* **PROBLEM TO SOLVE**: Only the lines from the one containing "pub mod supervisor;" to the end of the records should be given again, word for word and in full.

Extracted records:

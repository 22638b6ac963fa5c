//! Graph nodes and the non-graph answer agents
//!
//! Every analyst renders a prompt from the gathered data, makes exactly one
//! model call and owns exactly one report. When its inputs are missing it
//! writes a fixed degraded report without calling the model.

pub mod chat;
pub mod fundamental;
pub mod ingest;
pub mod portfolio;
pub mod sentiment;
pub mod supervisor;
pub mod technical;

pub use chat::ChatAssistant;
pub use fundamental::FundamentalAnalyst;
pub use ingest::IngestNode;
pub use portfolio::PortfolioAnalyst;
pub use sentiment::SentimentAnalyst;
pub use supervisor::{LegacyParser, Supervisor, fallback_output, parse_legacy};
pub use technical::TechnicalAnalyst;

* **WRITTEN ANSWER**:
pub mod supervisor;
pub mod technical;

pub use chat::ChatAssistant;
pub use fundamental::FundamentalAnalyst;
pub use ingest::IngestNode;
pub use portfolio::PortfolioAnalyst;
pub use sentiment::SentimentAnalyst;
pub use supervisor::{LegacyParser, Supervisor, fallback_output, parse_legacy};
pub use technical::TechnicalAnalyst;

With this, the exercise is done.